[WHAT YOU SHOULD DO] Your answer is the lines below, exactly, from the one that contains "is corrupted, starting" through the one that contains "tokio::fs::write(&tmp, content)", both included.

* * *

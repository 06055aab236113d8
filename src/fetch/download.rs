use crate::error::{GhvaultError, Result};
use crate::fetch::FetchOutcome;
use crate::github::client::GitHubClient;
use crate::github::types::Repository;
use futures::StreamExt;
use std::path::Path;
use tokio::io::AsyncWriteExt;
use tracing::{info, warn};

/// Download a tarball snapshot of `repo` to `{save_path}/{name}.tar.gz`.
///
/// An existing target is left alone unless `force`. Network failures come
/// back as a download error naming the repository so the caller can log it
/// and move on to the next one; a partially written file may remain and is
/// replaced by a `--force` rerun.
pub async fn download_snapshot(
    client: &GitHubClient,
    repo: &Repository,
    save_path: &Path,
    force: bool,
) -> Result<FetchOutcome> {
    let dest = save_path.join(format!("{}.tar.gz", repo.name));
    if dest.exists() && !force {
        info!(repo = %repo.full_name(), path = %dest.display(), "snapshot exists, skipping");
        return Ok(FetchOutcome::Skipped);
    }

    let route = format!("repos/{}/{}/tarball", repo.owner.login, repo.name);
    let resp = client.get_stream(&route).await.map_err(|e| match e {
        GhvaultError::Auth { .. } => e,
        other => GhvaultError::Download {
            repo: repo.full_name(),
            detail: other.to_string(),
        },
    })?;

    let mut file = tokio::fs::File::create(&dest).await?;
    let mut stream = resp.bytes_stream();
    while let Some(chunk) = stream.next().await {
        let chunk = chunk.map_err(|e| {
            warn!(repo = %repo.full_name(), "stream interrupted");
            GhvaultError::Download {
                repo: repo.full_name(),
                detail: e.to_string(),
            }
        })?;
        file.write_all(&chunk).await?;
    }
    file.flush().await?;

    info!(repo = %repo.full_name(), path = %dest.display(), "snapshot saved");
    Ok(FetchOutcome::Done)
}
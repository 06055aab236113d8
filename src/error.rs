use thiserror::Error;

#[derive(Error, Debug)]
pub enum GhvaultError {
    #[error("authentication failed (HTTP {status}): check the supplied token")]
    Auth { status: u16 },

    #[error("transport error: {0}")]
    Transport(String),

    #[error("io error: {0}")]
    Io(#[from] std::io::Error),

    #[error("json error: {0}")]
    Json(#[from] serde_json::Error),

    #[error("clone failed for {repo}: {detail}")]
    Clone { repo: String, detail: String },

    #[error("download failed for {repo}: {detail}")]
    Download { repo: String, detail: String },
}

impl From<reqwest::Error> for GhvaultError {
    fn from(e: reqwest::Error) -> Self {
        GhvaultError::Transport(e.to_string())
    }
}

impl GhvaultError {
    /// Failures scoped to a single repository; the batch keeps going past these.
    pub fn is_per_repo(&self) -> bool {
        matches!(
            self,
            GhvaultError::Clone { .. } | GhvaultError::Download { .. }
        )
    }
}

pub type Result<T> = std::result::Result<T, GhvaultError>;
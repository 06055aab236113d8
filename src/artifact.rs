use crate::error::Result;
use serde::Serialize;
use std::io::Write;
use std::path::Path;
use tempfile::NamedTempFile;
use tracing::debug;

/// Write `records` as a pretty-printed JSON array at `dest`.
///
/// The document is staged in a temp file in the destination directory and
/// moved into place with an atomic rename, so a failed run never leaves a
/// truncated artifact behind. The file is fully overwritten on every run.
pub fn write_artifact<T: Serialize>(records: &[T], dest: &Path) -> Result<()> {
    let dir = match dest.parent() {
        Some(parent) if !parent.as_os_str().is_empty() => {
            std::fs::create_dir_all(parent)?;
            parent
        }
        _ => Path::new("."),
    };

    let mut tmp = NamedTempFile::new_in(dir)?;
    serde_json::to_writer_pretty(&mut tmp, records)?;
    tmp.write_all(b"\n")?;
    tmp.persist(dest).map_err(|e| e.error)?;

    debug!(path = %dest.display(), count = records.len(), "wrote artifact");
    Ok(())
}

* * *

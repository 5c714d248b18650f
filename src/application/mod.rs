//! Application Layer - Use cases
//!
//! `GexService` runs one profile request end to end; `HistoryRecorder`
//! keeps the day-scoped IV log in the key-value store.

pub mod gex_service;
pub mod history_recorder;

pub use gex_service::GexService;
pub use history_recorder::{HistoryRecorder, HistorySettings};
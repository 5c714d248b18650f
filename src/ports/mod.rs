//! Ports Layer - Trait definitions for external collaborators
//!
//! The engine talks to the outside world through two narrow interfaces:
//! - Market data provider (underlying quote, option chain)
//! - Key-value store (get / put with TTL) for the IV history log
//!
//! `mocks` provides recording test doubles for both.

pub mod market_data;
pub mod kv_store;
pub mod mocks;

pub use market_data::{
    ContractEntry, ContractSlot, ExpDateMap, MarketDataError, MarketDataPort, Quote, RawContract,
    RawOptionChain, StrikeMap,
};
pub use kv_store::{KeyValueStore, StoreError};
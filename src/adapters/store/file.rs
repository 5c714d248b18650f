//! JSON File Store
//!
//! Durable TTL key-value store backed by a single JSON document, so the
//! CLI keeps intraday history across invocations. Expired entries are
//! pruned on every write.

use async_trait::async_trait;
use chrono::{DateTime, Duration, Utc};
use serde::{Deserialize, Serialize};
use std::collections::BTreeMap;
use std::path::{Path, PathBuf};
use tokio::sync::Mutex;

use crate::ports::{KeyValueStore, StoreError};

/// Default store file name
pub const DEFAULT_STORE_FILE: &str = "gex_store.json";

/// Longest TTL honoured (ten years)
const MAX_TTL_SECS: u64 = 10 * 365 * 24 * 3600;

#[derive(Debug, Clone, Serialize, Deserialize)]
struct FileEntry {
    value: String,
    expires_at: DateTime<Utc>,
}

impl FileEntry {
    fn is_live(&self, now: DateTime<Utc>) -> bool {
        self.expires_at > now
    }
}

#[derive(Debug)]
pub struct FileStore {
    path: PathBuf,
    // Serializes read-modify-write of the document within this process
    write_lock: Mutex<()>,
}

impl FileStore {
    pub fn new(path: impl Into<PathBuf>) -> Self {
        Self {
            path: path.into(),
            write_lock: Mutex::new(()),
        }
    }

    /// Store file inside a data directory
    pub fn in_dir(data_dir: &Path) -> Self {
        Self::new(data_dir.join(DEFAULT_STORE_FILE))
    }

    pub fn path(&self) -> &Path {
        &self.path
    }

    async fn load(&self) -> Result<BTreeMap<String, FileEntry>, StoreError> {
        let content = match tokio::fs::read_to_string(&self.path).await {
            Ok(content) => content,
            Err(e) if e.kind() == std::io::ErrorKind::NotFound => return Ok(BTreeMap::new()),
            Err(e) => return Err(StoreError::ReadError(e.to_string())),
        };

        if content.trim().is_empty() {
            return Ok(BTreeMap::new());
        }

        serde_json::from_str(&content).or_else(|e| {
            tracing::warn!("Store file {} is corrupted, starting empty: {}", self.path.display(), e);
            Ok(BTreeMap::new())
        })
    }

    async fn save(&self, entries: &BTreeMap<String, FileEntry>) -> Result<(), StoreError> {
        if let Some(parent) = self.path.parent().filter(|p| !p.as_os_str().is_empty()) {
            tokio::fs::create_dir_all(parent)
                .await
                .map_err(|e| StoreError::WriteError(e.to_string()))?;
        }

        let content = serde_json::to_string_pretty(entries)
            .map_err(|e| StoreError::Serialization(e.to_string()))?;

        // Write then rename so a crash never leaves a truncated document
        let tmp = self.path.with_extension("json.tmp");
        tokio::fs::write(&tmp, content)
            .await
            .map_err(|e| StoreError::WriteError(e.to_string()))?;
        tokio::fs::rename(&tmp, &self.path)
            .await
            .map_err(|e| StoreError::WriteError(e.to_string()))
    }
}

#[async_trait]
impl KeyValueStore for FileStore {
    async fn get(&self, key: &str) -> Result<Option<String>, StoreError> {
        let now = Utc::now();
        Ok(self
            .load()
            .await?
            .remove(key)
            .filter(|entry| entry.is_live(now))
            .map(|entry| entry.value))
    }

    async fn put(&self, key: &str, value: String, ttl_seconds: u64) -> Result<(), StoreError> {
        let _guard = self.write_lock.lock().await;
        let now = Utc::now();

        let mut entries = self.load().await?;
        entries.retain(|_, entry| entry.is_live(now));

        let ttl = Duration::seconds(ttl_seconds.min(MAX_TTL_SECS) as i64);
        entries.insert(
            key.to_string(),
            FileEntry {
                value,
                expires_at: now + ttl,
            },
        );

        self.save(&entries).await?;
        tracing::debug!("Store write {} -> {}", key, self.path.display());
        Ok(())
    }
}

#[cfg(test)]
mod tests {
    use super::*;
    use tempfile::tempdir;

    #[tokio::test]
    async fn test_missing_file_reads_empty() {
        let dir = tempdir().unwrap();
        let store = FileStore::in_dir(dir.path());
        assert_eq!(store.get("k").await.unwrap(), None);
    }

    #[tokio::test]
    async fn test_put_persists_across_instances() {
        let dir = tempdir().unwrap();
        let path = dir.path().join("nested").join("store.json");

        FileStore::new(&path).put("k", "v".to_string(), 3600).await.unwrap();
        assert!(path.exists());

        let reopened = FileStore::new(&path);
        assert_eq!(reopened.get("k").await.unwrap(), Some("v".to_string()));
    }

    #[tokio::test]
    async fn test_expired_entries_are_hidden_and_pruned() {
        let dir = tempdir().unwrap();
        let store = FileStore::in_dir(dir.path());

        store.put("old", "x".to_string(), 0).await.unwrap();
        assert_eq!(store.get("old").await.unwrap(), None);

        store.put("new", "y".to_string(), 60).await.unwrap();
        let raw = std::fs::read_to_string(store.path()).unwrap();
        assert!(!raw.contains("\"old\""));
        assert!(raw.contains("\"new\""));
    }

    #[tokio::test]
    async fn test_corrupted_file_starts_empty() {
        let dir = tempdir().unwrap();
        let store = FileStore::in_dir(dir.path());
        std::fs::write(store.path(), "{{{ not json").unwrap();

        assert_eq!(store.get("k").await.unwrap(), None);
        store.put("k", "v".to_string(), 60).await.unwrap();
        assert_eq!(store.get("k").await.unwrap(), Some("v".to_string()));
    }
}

* * *

[SOLUTION BELOW]
            tracing::warn!("Store file {} is corrupted, starting empty: {}", self.path.display(), e);
            Ok(BTreeMap::new())
        })
    }

    async fn save(&self, entries: &BTreeMap<String, FileEntry>) -> Result<(), StoreError> {
        if let Some(parent) = self.path.parent().filter(|p| !p.as_os_str().is_empty()) {
            tokio::fs::create_dir_all(parent)
                .await
                .map_err(|e| StoreError::WriteError(e.to_string()))?;
        }

        let content = serde_json::to_string_pretty(entries)
            .map_err(|e| StoreError::Serialization(e.to_string()))?;

        // Write then rename so a crash never leaves a truncated document
        let tmp = self.path.with_extension("json.tmp");
        tokio::fs::write(&tmp, content)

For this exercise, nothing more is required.